2. A quick rant - as a rule, you should not hide pointers behind typedefs. If the programmer has to ever be aware that they are dealing with a pointer (for example, if they need to access members of the struct type), then make that explicit in the declaration of the pointer object (look at the FILE type in stdio.h as an example - even though you only ever deal with pointers to FILEs, that pointer is not part of the FILE typedef).

Answer 2

The definition of struct node won't compile, because it is trying to contain itself in its definition. Instead, use indirection via a pointer.

typedef struct node
{
    char* data;
    struct node *next;
} node;

The definition of struct _MyLinkedList is incorrect, since the body has to follow the tag. Mirror your syntax for struct node and place the alias after the struct declaration.

typedef struct _MyLinkedList
{
    struct linkedList* listp;
} *MyLinkedListP;

Since the head member of struct linkedList is not a pointer variable, the assignment will not compile. If you meant for the assignment to succeed, then change the definition of struct linkedList accordingly.

typedef struct linkedList
{
    node *head;
    int size;
} linkedList;

Your are assigning a struct linkedList * to a struct _MyLinkedList *, but they are not compatible. Since your function wants to return a struct _MyLinkedList *, you should properly allocate one to be returned.

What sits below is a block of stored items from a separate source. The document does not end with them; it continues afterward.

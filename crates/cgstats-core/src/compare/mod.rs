//! Per-category comparison of cgroup statistics.
//!
//! Each `expect_*_equals` entry point walks every sub-field of its category
//! in a fixed order and records every mismatch in the given [`Report`].
//! Nothing is skipped because an earlier field differed, so a single run
//! lists all divergent fields. The entry points return nothing; the report
//! is the verdict.
//!
//! ```text
//! expect_stats_equals
//!   ├── expect_throttling_data_equals   (whole record)
//!   ├── expect_memory_stats_equals
//!   │     ├── compare_memory_data x3    (usage, swap, kernel)
//!   │     ├── compare_page_usage_by_numa (8 breakdowns)
//!   │     ├── use_hierarchy
//!   │     └── compare_keyed             (memory.stat)
//!   ├── expect_blkio_stats_equals       (8 entry sequences)
//!   └── compare_keyed                   (hugetlb per page size)
//! ```

mod entries;
mod keyed;
mod numa;
mod scalar;

pub use entries::compare_entries;
pub use keyed::compare_keyed;
pub use numa::compare_page_usage_by_numa;
pub use scalar::{compare_memory_data, compare_value};

use tracing::debug;

use crate::model::{BlkioStats, HugetlbStats, MemoryStats, Stats, ThrottlingData};
use crate::report::Report;

pub fn expect_blkio_stats_equals(report: &mut Report, expected: &BlkioStats, actual: &BlkioStats) {
    debug!("comparing blkio stats");
    compare_entries(
        report,
        "blkio io_service_bytes_recursive",
        &expected.io_service_bytes_recursive,
        &actual.io_service_bytes_recursive,
    );
    compare_entries(
        report,
        "blkio io_serviced_recursive",
        &expected.io_serviced_recursive,
        &actual.io_serviced_recursive,
    );
    compare_entries(
        report,
        "blkio io_queued_recursive",
        &expected.io_queued_recursive,
        &actual.io_queued_recursive,
    );
    compare_entries(
        report,
        "blkio sectors_recursive",
        &expected.sectors_recursive,
        &actual.sectors_recursive,
    );
    compare_entries(
        report,
        "blkio io_service_time_recursive",
        &expected.io_service_time_recursive,
        &actual.io_service_time_recursive,
    );
    compare_entries(
        report,
        "blkio io_wait_time_recursive",
        &expected.io_wait_time_recursive,
        &actual.io_wait_time_recursive,
    );
    compare_entries(
        report,
        "blkio io_merged_recursive",
        &expected.io_merged_recursive,
        &actual.io_merged_recursive,
    );
    compare_entries(
        report,
        "blkio io_time_recursive",
        &expected.io_time_recursive,
        &actual.io_time_recursive,
    );
}

pub fn expect_throttling_data_equals(
    report: &mut Report,
    expected: &ThrottlingData,
    actual: &ThrottlingData,
) {
    debug!("comparing throttling data");
    compare_value(report, "throttling data", expected, actual);
}

pub fn expect_hugetlb_stats_equals(
    report: &mut Report,
    expected: &HugetlbStats,
    actual: &HugetlbStats,
) {
    debug!("comparing hugetlb stats");
    compare_value(report, "hugetlb stats", expected, actual);
}

pub fn expect_memory_stats_equals(
    report: &mut Report,
    expected: &MemoryStats,
    actual: &MemoryStats,
) {
    debug!("comparing memory stats");
    compare_memory_data(report, "memory", &expected.usage, &actual.usage);
    compare_memory_data(report, "memory swap", &expected.swap_usage, &actual.swap_usage);
    compare_memory_data(report, "memory kernel", &expected.kernel_usage, &actual.kernel_usage);
    compare_page_usage_by_numa(report, &expected.page_usage_by_numa, &actual.page_usage_by_numa);
    compare_value(
        report,
        "memory use hierarchy",
        &expected.use_hierarchy,
        &actual.use_hierarchy,
    );
    compare_keyed(report, "memory stat", &expected.stats, &actual.stats);
}

/// Compares a full snapshot, category by category.
///
/// Huge-page stats are matched per page size with the same containment rule
/// as `memory.stat`: page sizes only present in `actual` pass.
pub fn expect_stats_equals(report: &mut Report, expected: &Stats, actual: &Stats) {
    expect_throttling_data_equals(
        report,
        &expected.cpu_stats.throttling_data,
        &actual.cpu_stats.throttling_data,
    );
    expect_memory_stats_equals(report, &expected.memory_stats, &actual.memory_stats);
    expect_blkio_stats_equals(report, &expected.blkio_stats, &actual.blkio_stats);
    debug!("comparing hugetlb stats per page size");
    compare_keyed(report, "hugetlb stats", &expected.hugetlb_stats, &actual.hugetlb_stats);
}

MyLinkedListP listP = malloc(sizeof(*listP));
listP->listp = list;
return listP;

With all the changes together, and fixing up some stylistic issues:

typedef struct node
{
    char* data;
    struct node *next;
} node;

typedef struct linkedList
{
    node *head;
    int size;
} linkedList;

typedef struct _MyLinkedList
{
    struct linkedList* listp;
} *MyLinkedListP;

MyLinkedListP createList()
{
    linkedList *list = malloc(sizeof(*list));
    list->head = NULL;
    list->size = 0;
    MyLinkedListP listP = malloc(sizeof(*listP));
    listP->listp = list;
    return listP;
}